Blues Moments in Time - January 16: Speakeasy Nights, Swing Roots, and the Unplugged Blues

January 16 is one of those dates where the blues doesn’t just show up in a single moment — it threads itself through a century of American culture, from hidden speakeasies to televised acoustic stages. We start in 1919 with the ratification of Prohibition, a law meant to “clean up” America that instead created the speakeasy underground — the backroom bars and after‑hours joints where Black musicians found new stages, new audiences, and a new urban electricity. These were the rooms where the blues became the soundtrack to defiance, thriving in spaces that were illegal, glamorous, and essential to the Great Migration’s cultural explosion.

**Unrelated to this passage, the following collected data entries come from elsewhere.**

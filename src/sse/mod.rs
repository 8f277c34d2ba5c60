// ABOUTME: Server-Sent Events log streaming for long-running AI task execution
// ABOUTME: Groups the event model, per-task channels, connection registry, dispatcher and HTTP routes
//
// SPDX-License-Identifier: MIT OR Apache-2.0
// Copyright (c) 2025 Pierre Fitness Intelligence

//! # Task Log Streaming
//!
//! A client opens one stream per task id and receives every progress event
//! the task's producer pushes while it runs: tool calls, analysis steps,
//! file writes and the final completion notice. Each message is a named
//! `log` SSE event whose data is the JSON-encoded [`LogEvent`].
//!
//! Delivery is best-effort and in-process only. Events pushed before a
//! client connects, or after its stream is gone, are dropped.

/// Per-task channel handle and lifecycle states
pub mod channel;
/// Structured log events and their JSON wire shape
pub mod events;
/// Fixed icon tables for tools and analysis steps
pub mod icons;
/// Concurrent task id to channel registry
pub mod registry;
/// HTTP route handlers for the log stream endpoints
pub mod routes;
/// Event dispatcher and typed push operations
pub mod service;

pub use channel::{ChannelError, ChannelFrame, ChannelState, TaskChannel, TaskSubscription};
pub use events::{
    AnalysisDetails, EventPayload, FileStatus, FileStreamDetails, LogEvent, ToolDetails,
    ToolStatus,
};
pub use icons::{analysis_icon, tool_icon, AnalysisStep, ToolKind};
pub use registry::{ConnectionInfo, ConnectionRegistry};
pub use routes::LogStreamRoutes;
pub use service::LogStreamService;
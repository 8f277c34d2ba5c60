// ABOUTME: Main library entry point for the task log stream service
// ABOUTME: Streams real-time progress logs of AI task execution to browser clients over SSE
//
// SPDX-License-Identifier: MIT OR Apache-2.0
// Copyright (c) 2025 Pierre Fitness Intelligence

#![deny(unsafe_code)]

//! # Task Log Stream
//!
//! Real-time, per-task progress logging for an AI coding agent. While a task
//! runs, its producer pushes structured events (tool calls, analysis steps,
//! file write progress, completion) and every event is forwarded to the
//! client subscribed to that task over Server-Sent Events.
//!
//! ## Architecture
//!
//! - **Events**: typed [`sse::LogEvent`] values with a fixed JSON wire shape
//! - **Registry**: at most one live stream per task id
//! - **Service**: best-effort dispatcher with typed push operations
//! - **Routes**: axum endpoints that open, close and count streams
//!
//! ## Example Usage
//!
//! ```rust,no_run
//! use task_log_stream::config::SseConfig;
//! use task_log_stream::sse::{ChannelFrame, LogStreamService};
//!
//! #[tokio::main]
//! async fn main() {
//!     let service = LogStreamService::new(SseConfig::default());
//!     let mut subscription = service.open_connection("task-42");
//!
//!     service.push_tool_start("task-42", "readFile", "src/main.rs", "Reading entry point");
//!     service.push_task_complete("task-42");
//!
//!     while let Some(frame) = subscription.recv().await {
//!         match frame {
//!             ChannelFrame::Event { data, .. } => println!("{data}"),
//!             ChannelFrame::Complete => break,
//!         }
//!     }
//! }
//! ```

/// Configuration management
pub mod config;

/// Application constants
pub mod constants;

/// Unified error handling
pub mod errors;

/// Structured logging setup
pub mod logging;

/// HTTP middleware
pub mod middleware;

/// HTTP route assembly
pub mod routes;

/// HTTP server lifecycle
pub mod server;

/// Server-Sent Events task log streaming
pub mod sse;
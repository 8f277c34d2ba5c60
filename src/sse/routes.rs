// ABOUTME: HTTP endpoints that expose task log streams as Server-Sent Events
// ABOUTME: Bridges each registered channel to an axum SSE response and wires the transport cleanup hooks
//
// SPDX-License-Identifier: MIT OR Apache-2.0
// Copyright (c) 2025 Pierre Fitness Intelligence

use super::channel::{ChannelFrame, TaskChannel};
use super::registry::ConnectionRegistry;
use super::service::LogStreamService;
use crate::constants::sse_wire::KEEPALIVE_TEXT;
use crate::errors::{AppError, AppResult};
use axum::{
    extract::{Path, State},
    http::StatusCode,
    response::{
        sse::{Event, KeepAlive, Sse},
        IntoResponse, Response,
    },
    routing::get,
    Json, Router,
};
use futures_util::Stream;
use std::convert::Infallible;
use std::sync::Arc;
use tracing::debug;

/// Log stream routes implementation
pub struct LogStreamRoutes;

impl LogStreamRoutes {
    /// Create the log stream routes bound to `service`
    pub fn routes(service: LogStreamService) -> Router {
        Router::new()
            .route(
                "/api/logs/stream/:task_id",
                get(Self::stream_task_logs).delete(Self::close_task_stream),
            )
            .route("/api/logs/connections", get(Self::connection_stats))
            .with_state(service)
    }

    /// Open the stream for a task and forward its frames as `log` events
    async fn stream_task_logs(
        State(service): State<LogStreamService>,
        Path(task_id): Path<String>,
    ) -> AppResult<Sse<impl Stream<Item = Result<Event, Infallible>>>> {
        validate_task_id(&task_id)?;
        let (channel, mut receiver) = service.open_connection(&task_id).into_parts();
        let idle_timeout = service.config().connection_timeout();
        let keepalive = service.config().keepalive_interval();

        // Owned by the stream from the start, so a response dropped before
        // its body is first polled still reports the disconnect
        let mut guard = StreamGuard::new(Arc::clone(service.registry()), channel);

        let stream = async_stream::stream! {
            loop {
                let frame = match idle_timeout {
                    Some(limit) => {
                        if let Ok(frame) = tokio::time::timeout(limit, receiver.recv()).await {
                            frame
                        } else {
                            guard.timed_out();
                            break;
                        }
                    }
                    None => receiver.recv().await,
                };

                match frame {
                    Some(ChannelFrame::Event { name, data }) => {
                        yield Ok(Event::default().event(name).data(data));
                    }
                    Some(ChannelFrame::Complete) | None => {
                        guard.completed();
                        break;
                    }
                }
            }
        };

        Ok(Sse::new(stream).keep_alive(
            KeepAlive::new()
                .interval(keepalive)
                .text(KEEPALIVE_TEXT),
        ))
    }

    /// Close the stream for a task. Closing an unknown task still succeeds.
    async fn close_task_stream(
        State(service): State<LogStreamService>,
        Path(task_id): Path<String>,
    ) -> AppResult<Response> {
        validate_task_id(&task_id)?;
        service.close_connection(&task_id);
        Ok(StatusCode::NO_CONTENT.into_response())
    }

    async fn connection_stats(State(service): State<LogStreamService>) -> Json<serde_json::Value> {
        let connections = service.connections();
        Json(serde_json::json!({
            "activeConnections": connections.len(),
            "connections": connections,
        }))
    }
}

/// Task ids are opaque keys: blank ids are rejected, anything else is used
/// exactly as given
fn validate_task_id(task_id: &str) -> AppResult<()> {
    if task_id.trim().is_empty() {
        return Err(AppError::invalid_input("Task id must not be empty"));
    }
    Ok(())
}

/// Runs the matching registry hook when the SSE response stream ends.
///
/// axum drops the stream when the client goes away, so a guard that is
/// dropped without having been resolved reports a disconnect.
struct StreamGuard {
    registry: Arc<ConnectionRegistry>,
    channel: TaskChannel,
    resolved: bool,
}

impl StreamGuard {
    const fn new(registry: Arc<ConnectionRegistry>, channel: TaskChannel) -> Self {
        Self {
            registry,
            channel,
            resolved: false,
        }
    }

    fn completed(&mut self) {
        self.resolved = true;
        self.registry.on_completion(&self.channel);
    }

    fn timed_out(&mut self) {
        self.resolved = true;
        self.registry.on_timeout(&self.channel);
    }
}

impl Drop for StreamGuard {
    fn drop(&mut self) {
        if self.resolved {
            return;
        }
        debug!(
            task_id = %self.channel.task_id(),
            connection_id = %self.channel.connection_id(),
            "SSE response stream dropped by transport"
        );
        self.registry.on_error(&self.channel, "client disconnected");
    }
}
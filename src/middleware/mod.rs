// ABOUTME: HTTP middleware shared by every route of the log stream server
// ABOUTME: Currently holds the CORS layer configuration
//
// SPDX-License-Identifier: MIT OR Apache-2.0
// Copyright (c) 2025 Pierre Fitness Intelligence

/// Cross-origin resource sharing layer
pub mod cors;

// CORS configuration
pub use cors::setup_cors;
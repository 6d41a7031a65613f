//! Transcription worker: window in, timestamped segments out.
//!
//! The engine call is the one CPU/GPU-bound step in the pipeline. It runs on a
//! blocking thread behind a semaphore so at most `concurrency` inferences run
//! at once, and a failed window is logged and skipped without tearing down the
//! session that produced it.

use super::engine::SpeechEngine;
use super::segment::TranscriptSegment;
use super::sink::TranscriptSink;
use crate::error::PipelineError;
use crate::session::Window;
use std::sync::Arc;
use tokio::sync::Semaphore;
use tracing::warn;

pub struct TranscriptionWorker {
    engine: Arc<dyn SpeechEngine>,
    sink: Arc<dyn TranscriptSink>,
    limiter: Arc<Semaphore>,
    sample_rate: u32,
}

impl TranscriptionWorker {
    pub fn new(
        engine: Arc<dyn SpeechEngine>,
        sink: Arc<dyn TranscriptSink>,
        concurrency: usize,
        sample_rate: u32,
    ) -> Self {
        Self {
            engine,
            sink,
            limiter: Arc::new(Semaphore::new(concurrency.max(1))),
            sample_rate,
        }
    }

    /// Transcribe one window and emit its segments.
    ///
    /// Engine timestamps are relative to the window start; they are re-based
    /// here onto the session timeline using the window's sample offset. A
    /// failure skips this window only: the returned list is empty and the
    /// caller continues with the next window.
    pub async fn process(&self, recording_id: &str, window: Window) -> Vec<TranscriptSegment> {
        if window.samples.is_empty() {
            return Vec::new();
        }

        let permit = match self.limiter.clone().acquire_owned().await {
            Ok(permit) => permit,
            // Semaphore closed only happens during process shutdown.
            Err(_) => return Vec::new(),
        };

        let engine = Arc::clone(&self.engine);
        let start_offset = window.start_offset;
        let samples = window.samples;

        let outcome = tokio::task::spawn_blocking(move || {
            let result = engine.transcribe(&samples);
            drop(permit);
            result
        })
        .await;

        let engine_segments = match outcome {
            Ok(Ok(segments)) => segments,
            Ok(Err(e)) => {
                let failure = PipelineError::TranscriptionFailure {
                    recording_id: recording_id.to_string(),
                    offset: start_offset,
                    message: e.to_string(),
                };
                warn!(error = %failure, "window skipped");
                return Vec::new();
            }
            Err(join_error) => {
                let failure = PipelineError::TranscriptionFailure {
                    recording_id: recording_id.to_string(),
                    offset: start_offset,
                    message: format!("engine task panicked: {}", join_error),
                };
                warn!(error = %failure, "window skipped");
                return Vec::new();
            }
        };

        let window_start_seconds = start_offset as f64 / self.sample_rate as f64;

        let mut emitted = Vec::new();
        for segment in engine_segments {
            let text = segment.text.trim();
            if text.is_empty() {
                continue;
            }
            let segment = TranscriptSegment {
                recording_id: recording_id.to_string(),
                text: text.to_string(),
                start_time: window_start_seconds + segment.start,
                end_time: window_start_seconds + segment.end,
            };
            self.sink.emit(&segment).await;
            emitted.push(segment);
        }

        emitted
    }
}
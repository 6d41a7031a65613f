//! Live recording sessions
//!
//! This module provides:
//! - `SessionBuffer`: the per-recording sample accumulator and windowing math
//! - `SessionHandle`: a live session (buffer + window queue + worker task)
//! - `SessionRegistry`: the process-wide session map

mod buffer;
mod config;
mod registry;

pub use buffer::{SessionBuffer, Window};
pub use config::SessionConfig;
pub use registry::{SessionHandle, SessionRegistry};
//! WebSocket ingest: the entry point for pushed meeting audio.
//!
//! The protocol is one-directional; the platform pushes frames, we never
//! respond. Per-frame problems are logged and that single message dropped;
//! the connection and session always survive them. Closing the connection is
//! the only teardown signal.

use super::messages::{self, AudioEventData, IngestMessage};
use super::state::AppState;
use crate::session::SessionHandle;
use axum::{
    extract::ws::{Message, WebSocket, WebSocketUpgrade},
    extract::State,
    response::IntoResponse,
};
use futures::StreamExt;
use std::sync::Arc;
use tracing::{debug, info, warn};

/// GET /stream: upgrade to the audio push socket.
pub async fn stream_handler(
    ws: WebSocketUpgrade,
    State(state): State<AppState>,
) -> impl IntoResponse {
    ws.on_upgrade(move |socket| handle_socket(socket, state))
}

/// The session a connection is bound to, fixed by its first audio message.
struct Binding {
    recording_id: String,
    bot_id: String,
    session: Arc<SessionHandle>,
}

async fn handle_socket(mut socket: WebSocket, state: AppState) {
    info!("ingest connection opened");

    let mut binding: Option<Binding> = None;

    while let Some(message) = socket.next().await {
        let message = match message {
            Ok(message) => message,
            Err(e) => {
                warn!("ingest connection error: {}", e);
                break;
            }
        };

        match message {
            Message::Text(text) => {
                handle_text(&state, &mut binding, &text).await;
            }
            Message::Close(_) => break,
            // The platform only sends JSON text; axum answers pings itself.
            _ => {}
        }
    }

    // Flush-and-teardown, exactly once. A None from remove means another
    // path (process shutdown) already detached the session; that is a no-op
    // here, not a failure.
    if let Some(binding) = binding {
        info!(recording_id = %binding.recording_id, "ingest connection closed");
        if let Some(session) = state.registry.remove(&binding.recording_id).await {
            session.finish().await;
        }
    } else {
        info!("ingest connection closed before any audio arrived");
    }
}

async fn handle_text(state: &AppState, binding: &mut Option<Binding>, text: &str) {
    match messages::parse_message(text) {
        Ok(IngestMessage::Audio(data)) => handle_audio(state, binding, data).await,
        Ok(IngestMessage::Ignored(event)) => {
            debug!(event = %event, "ignoring event");
        }
        Err(e) => {
            let recording_id = binding
                .as_ref()
                .map(|b| b.recording_id.as_str())
                .unwrap_or("<unbound>");
            warn!(recording_id = %recording_id, error = %e, "dropping message");
        }
    }
}

async fn handle_audio(state: &AppState, binding: &mut Option<Binding>, data: AudioEventData) {
    // First audio message binds the connection to its recording.
    if binding.is_none() {
        let recording_id = data
            .recording
            .as_ref()
            .map(|r| r.id.clone())
            .unwrap_or_else(|| format!("conn-{}", uuid::Uuid::new_v4()));
        let bot_id = data
            .bot
            .as_ref()
            .map(|b| b.id.clone())
            .unwrap_or_else(|| recording_id.clone());

        let session = state.registry.get_or_create(&recording_id).await;
        info!(recording_id = %recording_id, bot_id = %bot_id, "connection bound");

        *binding = Some(Binding {
            recording_id,
            bot_id,
            session,
        });
    }
    let Some(bound) = binding.as_ref() else {
        return;
    };

    let (frame, raw_bytes) = match data.decode() {
        Ok(decoded) => decoded,
        Err(e) => {
            warn!(recording_id = %bound.recording_id, error = %e, "dropping frame");
            return;
        }
    };

    // Durability copy, independent of the transcription path: a persistence
    // failure is logged and must never block or fail ingest.
    {
        let store = Arc::clone(&state.store);
        let bot_id = bound.bot_id.clone();
        let timestamp = frame.timestamp;
        tokio::spawn(async move {
            if let Err(e) = store.store(&bot_id, &raw_bytes, timestamp).await {
                warn!(error = %e, "chunk not persisted");
            }
        });
    }

    {
        let mut buffer = bound.session.buffer().await;
        if let Err(e) = buffer.append(&frame) {
            // The discarded span is permanently missing from the transcript
            // and the stored history; the log line is the record of the gap.
            warn!(
                error = %e,
                offset = buffer.sample_count(),
                "dropping out-of-order frame"
            );
            return;
        }
    }

    let config = state.registry.config();
    loop {
        let window = {
            let mut buffer = bound.session.buffer().await;
            buffer.take_window(config.window_seconds, config.overlap_seconds)
        };
        match window {
            Some(window) => bound.session.dispatch(window).await,
            None => break,
        }
    }
}
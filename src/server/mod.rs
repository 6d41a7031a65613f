//! Ingest endpoint and observability surface
//!
//! Routes:
//! - GET /stream - WebSocket upgrade; the platform pushes audio frames here
//! - GET /health - health check
//! - GET /sessions - recording ids of live sessions
//! - GET /transcripts/:recording_id - transcript emitted so far for a session

mod handlers;
pub mod messages;
mod routes;
mod state;
mod ws;

pub use routes::create_router;
pub use state::AppState;
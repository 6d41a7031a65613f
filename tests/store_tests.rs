// Integration tests for the sled-backed chunk store
//
// The wire protocol has no sequence numbers, so insertion order is the only
// ordering key; these tests verify it survives interleaved bots and a
// close/reopen of the database.

use chrono::Utc;
use meetscribe::{ChunkStore, FrameTimestamp, SledChunkStore};

fn ts(relative: f64) -> FrameTimestamp {
    FrameTimestamp {
        relative,
        absolute: Utc::now(),
    }
}

#[tokio::test]
async fn fetch_returns_chunks_in_insertion_order() {
    let dir = tempfile::TempDir::new().unwrap();
    let store = SledChunkStore::open(dir.path().join("chunks")).unwrap();

    for i in 0u8..50 {
        store.store("bot-1", &[i, i], ts(i as f64 * 0.1)).await.unwrap();
    }

    let chunks = store.fetch_ordered("bot-1").await.unwrap();
    assert_eq!(chunks.len(), 50);
    for (i, chunk) in chunks.iter().enumerate() {
        assert_eq!(chunk.buffer, vec![i as u8, i as u8], "chunk {} out of order", i);
        assert_eq!(chunk.bot_id, "bot-1");
    }
}

#[tokio::test]
async fn bots_are_isolated() {
    let dir = tempfile::TempDir::new().unwrap();
    let store = SledChunkStore::open(dir.path().join("chunks")).unwrap();

    // Interleave writes for two bots
    for i in 0u8..10 {
        store.store("bot-a", &[1, i], ts(i as f64)).await.unwrap();
        store.store("bot-b", &[2, i], ts(i as f64)).await.unwrap();
    }

    let a = store.fetch_ordered("bot-a").await.unwrap();
    let b = store.fetch_ordered("bot-b").await.unwrap();

    assert_eq!(a.len(), 10);
    assert_eq!(b.len(), 10);
    assert!(a.iter().all(|c| c.buffer[0] == 1));
    assert!(b.iter().all(|c| c.buffer[0] == 2));
}

#[tokio::test]
async fn unknown_bot_fetches_empty() {
    let dir = tempfile::TempDir::new().unwrap();
    let store = SledChunkStore::open(dir.path().join("chunks")).unwrap();

    let chunks = store.fetch_ordered("bot-none").await.unwrap();
    assert!(chunks.is_empty());
}

#[tokio::test]
async fn order_survives_reopen() {
    let dir = tempfile::TempDir::new().unwrap();
    let path = dir.path().join("chunks");

    {
        let store = SledChunkStore::open(&path).unwrap();
        for i in 0u8..5 {
            store.store("bot-1", &[i], ts(i as f64)).await.unwrap();
        }
    }

    let store = SledChunkStore::open(&path).unwrap();
    // Appends after reopen still land after the existing chunks
    for i in 5u8..10 {
        store.store("bot-1", &[i], ts(i as f64)).await.unwrap();
    }

    let chunks = store.fetch_ordered("bot-1").await.unwrap();
    assert_eq!(chunks.len(), 10);
    for (i, chunk) in chunks.iter().enumerate() {
        assert_eq!(chunk.buffer, vec![i as u8]);
    }
}

#[tokio::test]
async fn timestamps_round_trip() {
    let dir = tempfile::TempDir::new().unwrap();
    let store = SledChunkStore::open(dir.path().join("chunks")).unwrap();

    let timestamp = ts(12.345);
    store.store("bot-1", &[0, 0], timestamp).await.unwrap();

    let chunks = store.fetch_ordered("bot-1").await.unwrap();
    assert_eq!(chunks[0].timestamp.relative, 12.345);
    assert_eq!(chunks[0].timestamp.absolute, timestamp.absolute);
}
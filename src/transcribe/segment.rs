use serde::{Deserialize, Serialize};

/// A single transcript segment on the session's absolute timeline.
///
/// Append-only: never mutated after emission.
#[derive(Debug, Clone, Serialize, Deserialize)]
pub struct TranscriptSegment {
    /// Recording this segment belongs to
    pub recording_id: String,

    /// Transcribed text
    pub text: String,

    /// Segment start, seconds since the recording began
    pub start_time: f64,

    /// Segment end, seconds since the recording began
    pub end_time: f64,
}
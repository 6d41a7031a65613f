//! Speech-to-text pipeline stage
//!
//! This module provides:
//! - The `SpeechEngine` trait seam and its Whisper / mock implementations
//! - The `TranscriptionWorker` that turns windows into timestamped segments
//! - `TranscriptSink` implementations for emitting segments

mod engine;
mod segment;
mod sink;
mod worker;

pub use engine::{EngineConfig, EngineSegment, MockEngine, ModelSize, SpeechEngine, WhisperEngine};
pub use segment::TranscriptSegment;
pub use sink::{ChannelSink, LogSink, TranscriptSink};
pub use worker::TranscriptionWorker;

From there, we drop the needle on two landmark January 16 recording sessions, exactly sixty years apart. In 1932, Duke Ellington records “It Don’t Mean a Thing”, crystallizing swing with bent notes, call‑and‑response, and the rhythmic feel of the blues hiding in plain sight. Then in 1992, Eric Clapton sits down for his MTV Unplugged session — a global broadcast that reintroduced acoustic blues to millions and became the bestselling live album of all time.

January 16 is also a birthday roll call for artists who expanded what the blues could be. Robert Wilkins, the Memphis country‑blues guitarist whose songs fueled the folk revival. Barbara Lynn, the left‑handed Texas trailblazer who wrote and played her own R&B hits, breaking gender and racial barriers with every chord. And Sade, whose soul‑jazz elegance carries the emotional vocabulary of the blues into modern Black music.

Taken together, January 16 becomes a long conversation across time — from Memphis street corners to Prohibition backrooms, from swing‑era studios to global acoustic stages. It’s a reminder that the blues adapts, survives, and keeps finding new rooms to fill.

Hosted by: Kelvin Huggins

Presented by: The Blues Hotel Collective

Keep the blues alive.

© 2026 The Blues Hotel Collective.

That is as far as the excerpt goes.